### Instructions to follow
Below are entries; copy exactly the lines from the one with "use anyhow::Result;" through the one with "for collection in", both included, and leave out the rest.

### Material provided
----

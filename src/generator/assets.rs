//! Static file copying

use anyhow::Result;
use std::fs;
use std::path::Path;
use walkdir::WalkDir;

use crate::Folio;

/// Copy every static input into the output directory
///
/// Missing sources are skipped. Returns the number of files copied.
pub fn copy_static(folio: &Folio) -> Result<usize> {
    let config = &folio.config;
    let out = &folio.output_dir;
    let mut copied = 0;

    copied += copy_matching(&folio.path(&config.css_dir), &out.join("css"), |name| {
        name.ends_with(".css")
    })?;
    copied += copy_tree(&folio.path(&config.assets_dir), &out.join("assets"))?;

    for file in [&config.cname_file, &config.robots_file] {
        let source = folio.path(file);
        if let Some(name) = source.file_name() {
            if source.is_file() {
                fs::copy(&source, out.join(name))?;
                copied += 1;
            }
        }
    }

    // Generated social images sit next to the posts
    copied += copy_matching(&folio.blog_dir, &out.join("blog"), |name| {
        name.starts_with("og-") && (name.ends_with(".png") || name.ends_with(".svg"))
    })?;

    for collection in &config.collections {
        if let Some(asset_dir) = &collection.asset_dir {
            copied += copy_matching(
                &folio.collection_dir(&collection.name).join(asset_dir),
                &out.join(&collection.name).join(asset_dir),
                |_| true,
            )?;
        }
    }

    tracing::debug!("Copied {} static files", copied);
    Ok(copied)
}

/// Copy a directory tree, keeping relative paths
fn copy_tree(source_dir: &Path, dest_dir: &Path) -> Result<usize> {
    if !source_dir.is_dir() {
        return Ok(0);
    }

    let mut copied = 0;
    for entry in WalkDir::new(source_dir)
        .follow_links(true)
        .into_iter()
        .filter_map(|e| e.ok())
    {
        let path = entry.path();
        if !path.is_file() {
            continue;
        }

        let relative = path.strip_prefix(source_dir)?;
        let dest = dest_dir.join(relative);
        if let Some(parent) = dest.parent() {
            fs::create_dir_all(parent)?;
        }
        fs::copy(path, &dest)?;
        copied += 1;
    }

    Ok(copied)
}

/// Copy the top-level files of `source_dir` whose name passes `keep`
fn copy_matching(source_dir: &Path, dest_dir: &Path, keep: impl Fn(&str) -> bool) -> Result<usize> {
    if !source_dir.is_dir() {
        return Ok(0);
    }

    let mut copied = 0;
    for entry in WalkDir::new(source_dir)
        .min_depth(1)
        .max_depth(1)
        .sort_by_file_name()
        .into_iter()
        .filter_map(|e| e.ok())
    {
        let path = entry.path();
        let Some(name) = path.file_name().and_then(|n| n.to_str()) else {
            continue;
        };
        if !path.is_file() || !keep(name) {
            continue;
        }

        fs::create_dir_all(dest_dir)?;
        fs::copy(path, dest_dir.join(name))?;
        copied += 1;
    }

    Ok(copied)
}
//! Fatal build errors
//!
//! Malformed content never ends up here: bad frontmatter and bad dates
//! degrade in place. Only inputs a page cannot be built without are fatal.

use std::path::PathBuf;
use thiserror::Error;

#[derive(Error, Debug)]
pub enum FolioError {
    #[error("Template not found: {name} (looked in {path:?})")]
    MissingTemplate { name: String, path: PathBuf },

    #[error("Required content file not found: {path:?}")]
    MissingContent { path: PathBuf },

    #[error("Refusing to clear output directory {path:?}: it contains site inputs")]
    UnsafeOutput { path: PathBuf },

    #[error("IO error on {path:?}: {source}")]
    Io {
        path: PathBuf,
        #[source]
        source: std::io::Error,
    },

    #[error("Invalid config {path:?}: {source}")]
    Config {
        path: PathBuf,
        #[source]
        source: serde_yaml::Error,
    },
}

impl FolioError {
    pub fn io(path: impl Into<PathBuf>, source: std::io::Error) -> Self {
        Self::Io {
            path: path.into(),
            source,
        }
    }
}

----

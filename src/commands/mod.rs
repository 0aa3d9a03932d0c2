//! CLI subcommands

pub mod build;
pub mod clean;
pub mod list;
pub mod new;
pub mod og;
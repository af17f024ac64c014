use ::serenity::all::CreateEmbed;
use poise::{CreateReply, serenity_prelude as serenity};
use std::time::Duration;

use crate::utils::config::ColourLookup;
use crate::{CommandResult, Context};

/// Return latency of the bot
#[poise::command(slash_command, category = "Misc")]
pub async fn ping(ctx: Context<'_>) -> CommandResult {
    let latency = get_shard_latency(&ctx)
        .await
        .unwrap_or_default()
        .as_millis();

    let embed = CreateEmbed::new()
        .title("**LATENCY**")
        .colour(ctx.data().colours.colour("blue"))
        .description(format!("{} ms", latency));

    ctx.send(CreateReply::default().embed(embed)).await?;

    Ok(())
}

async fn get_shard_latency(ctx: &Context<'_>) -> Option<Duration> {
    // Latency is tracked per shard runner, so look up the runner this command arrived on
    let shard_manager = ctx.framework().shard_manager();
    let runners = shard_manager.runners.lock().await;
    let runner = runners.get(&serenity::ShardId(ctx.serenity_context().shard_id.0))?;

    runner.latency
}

----

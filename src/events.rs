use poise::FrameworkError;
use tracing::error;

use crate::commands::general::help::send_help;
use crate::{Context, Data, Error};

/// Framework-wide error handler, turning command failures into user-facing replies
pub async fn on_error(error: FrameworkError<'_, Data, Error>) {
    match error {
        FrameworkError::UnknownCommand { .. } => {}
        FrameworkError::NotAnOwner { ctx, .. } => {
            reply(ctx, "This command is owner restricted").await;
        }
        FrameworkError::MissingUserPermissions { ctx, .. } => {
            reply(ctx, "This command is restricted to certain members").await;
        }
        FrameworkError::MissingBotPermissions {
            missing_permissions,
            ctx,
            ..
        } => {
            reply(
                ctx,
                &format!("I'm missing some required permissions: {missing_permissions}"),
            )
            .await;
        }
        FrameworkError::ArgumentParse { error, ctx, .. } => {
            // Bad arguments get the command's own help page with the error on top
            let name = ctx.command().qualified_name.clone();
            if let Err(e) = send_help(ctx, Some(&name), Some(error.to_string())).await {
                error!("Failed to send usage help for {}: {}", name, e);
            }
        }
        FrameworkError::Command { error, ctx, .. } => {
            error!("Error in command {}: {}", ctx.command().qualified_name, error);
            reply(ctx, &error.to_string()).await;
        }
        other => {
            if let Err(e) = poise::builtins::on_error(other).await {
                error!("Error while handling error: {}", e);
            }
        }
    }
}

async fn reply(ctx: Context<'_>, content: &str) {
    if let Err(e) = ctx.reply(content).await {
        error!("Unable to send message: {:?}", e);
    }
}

----

### Answer for the task
use anyhow::Result;
use std::fs;
use std::path::Path;
use walkdir::WalkDir;

use crate::Folio;

/// Copy every static input into the output directory
///
/// Missing sources are skipped. Returns the number of files copied.
pub fn copy_static(folio: &Folio) -> Result<usize> {
    let config = &folio.config;
    let out = &folio.output_dir;
    let mut copied = 0;

    copied += copy_matching(&folio.path(&config.css_dir), &out.join("css"), |name| {
        name.ends_with(".css")
    })?;
    copied += copy_tree(&folio.path(&config.assets_dir), &out.join("assets"))?;

    for file in [&config.cname_file, &config.robots_file] {
        let source = folio.path(file);
        if let Some(name) = source.file_name() {
            if source.is_file() {
                fs::copy(&source, out.join(name))?;
                copied += 1;
            }
        }
    }

    // Generated social images sit next to the posts
    copied += copy_matching(&folio.blog_dir, &out.join("blog"), |name| {
        name.starts_with("og-") && (name.ends_with(".png") || name.ends_with(".svg"))
    })?;

    for collection in &config.collections {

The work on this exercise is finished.